Children of Many Colors Powwow
Annual three day event, held the third weekend of July at Moorpark College in Moorpark,
California, the Children of Many Colors Powwow is our signature event, bringing together the
urban Native American community of southern California with visitors from all walks of life in a
friendly environment where cultural preservation and multi-cultural learning and understanding
take place.
Blanket, Toy and School Supplies Drive
Held annually the first Saturday in December in Simi Valley. This one day mini-powwow
generates donations which are shared with reservations in some of the most impoverished
areas of the United States, as well as local families.
Forest Recovery Project,
Pinon Project
This effort, in its fourth year, the Forest Recovery Project documents the recovery of the
Angeles National Forest form the Station Fire and includes educational presentations made
throughout California, focusing on the ecology of fire and our role as environmental stewards.
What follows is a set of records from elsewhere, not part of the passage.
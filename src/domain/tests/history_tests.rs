//! Unit tests for the append-only history logs.

use super::*;
use chrono::{Duration, TimeZone, Utc};
use proptest::prelude::*;

fn ts(minutes: i64) -> TimestampUtc {
    TimestampUtc(Utc.with_ymd_and_hms(2030, 1, 1, 8, 0, 0).unwrap() + Duration::minutes(minutes))
}

fn state_log() -> StateHistory {
    StateHistory::from_records(vec![
        StateRecord::new(AppointmentState::Requested, ts(0)),
        StateRecord::new(AppointmentState::Confirmed, ts(10)),
    ])
    .unwrap()
}

// ============================================================================
// Construction
// ============================================================================

#[test]
fn from_records_accepts_chronological_entries() {
    let log = state_log();
    assert_eq!(log.len(), 2);
    assert_eq!(log.current().unwrap(), AppointmentState::Confirmed);
}

#[test]
fn from_records_rejects_out_of_order_entries() {
    let result = StateHistory::from_records(vec![
        StateRecord::new(AppointmentState::Requested, ts(10)),
        StateRecord::new(AppointmentState::Confirmed, ts(0)),
    ]);
    assert!(matches!(result, Err(DomainError::HistoryOrder { .. })));
}

#[test]
fn from_records_rejects_shared_timestamps() {
    let result = PriorityHistory::from_records(vec![
        PriorityRecord::system(PriorityLevel::Low, ts(5)),
        PriorityRecord::system(PriorityLevel::High, ts(5)),
    ]);
    assert!(matches!(result, Err(DomainError::HistoryOrder { .. })));
}

#[test]
fn empty_log_has_no_current_value() {
    let log = StateHistory::from_records(Vec::new()).unwrap();
    assert!(log.is_empty());
    assert_eq!(log.current(), Err(DomainError::EmptyHistory));
}

// ============================================================================
// Append
// ============================================================================

#[test]
fn append_returns_new_log_and_leaves_original_untouched() {
    let log = state_log();
    let appended = log
        .append(StateRecord::new(AppointmentState::Attended, ts(20)))
        .unwrap();

    assert_eq!(appended.len(), 3);
    assert_eq!(appended.current().unwrap(), AppointmentState::Attended);
    assert_eq!(log.len(), 2);
    assert_eq!(log.current().unwrap(), AppointmentState::Confirmed);
}

#[test]
fn append_rejects_duplicate_timestamp() {
    let result = state_log().append(StateRecord::new(AppointmentState::Attended, ts(10)));
    assert!(matches!(result, Err(DomainError::HistoryOrder { .. })));
}

#[test]
fn append_rejects_earlier_timestamp() {
    let result = state_log().append(StateRecord::new(AppointmentState::Attended, ts(3)));
    assert!(matches!(result, Err(DomainError::HistoryOrder { .. })));
}

// ============================================================================
// Priority provenance
// ============================================================================

#[test]
fn human_record_requires_justification_and_author() {
    let (justification, author) = ("worsening symptoms", "dr. ruiz");
    assert!(PriorityRecord::human(PriorityLevel::High, "  ", author, ts(0)).is_err());
    assert!(PriorityRecord::human(PriorityLevel::High, justification, "", ts(0)).is_err());

    let record = PriorityRecord::human(PriorityLevel::High, justification, author, ts(0)).unwrap();
    assert_eq!(record.origin, PriorityOrigin::Human);
    assert_eq!(record.modified_by.as_deref(), Some("dr. ruiz"));
}

#[test]
fn human_record_without_provenance_is_rejected_on_load() {
    let forged = PriorityRecord {
        priority: PriorityLevel::High,
        origin: PriorityOrigin::Human,
        occurred_at: ts(0),
        justification: None,
        modified_by: Some("nurse".to_string()),
        causing_event_id: None,
    };
    assert!(PriorityHistory::from_records(vec![forged]).is_err());
}

// ============================================================================
// Properties
// ============================================================================

fn priority_strategy() -> impl Strategy<Value = PriorityLevel> {
    prop_oneof![
        Just(PriorityLevel::High),
        Just(PriorityLevel::Medium),
        Just(PriorityLevel::Low),
    ]
}

proptest! {
    #[test]
    fn append_then_current_is_the_appended_value(
        seed in priority_strategy(),
        next in priority_strategy(),
        gap in 1i64..10_000,
    ) {
        let log = PriorityHistory::seeded(PriorityRecord::system(seed, ts(0))).unwrap();
        let before = log.clone();
        let appended = log.append(PriorityRecord::system(next, ts(gap))).unwrap();

        prop_assert_eq!(appended.current().unwrap(), next);
        prop_assert_eq!(&log, &before);
        prop_assert_eq!(appended.records().first(), before.records().first());
    }

    #[test]
    fn append_at_or_before_the_last_entry_fails(offset in 0i64..10_000) {
        let log = state_log();
        let at = ts(10 - offset);
        prop_assert!(log.append(StateRecord::new(AppointmentState::Attended, at)).is_err());
        prop_assert!(PriorityHistory::seeded(PriorityRecord::system(PriorityLevel::Low, ts(10)))
            .unwrap()
            .append(PriorityRecord::system(PriorityLevel::High, at))
            .is_err());
    }
}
The Pinon Project is an ongoing effort to restore a viable population of piñon trees to the
Angeles National Forest in areas where they once thrived.
Chilao School
Located in the heart of the Angeles National Forest, the Chilao School is our first land base and
a venue which we are making available to groups in the greater southern California region who
address the underserved, at risk, developmentally and physically challenged, and terminally ill
children. We also wish to be of service to the arts and culture community, including the healing
arts, the educational community including but not limited to fire ecology, and outdoor recreation
programs that include an educational component. The school is an ideal location for a rural
library, particularly since internet access is not available to all forest residents.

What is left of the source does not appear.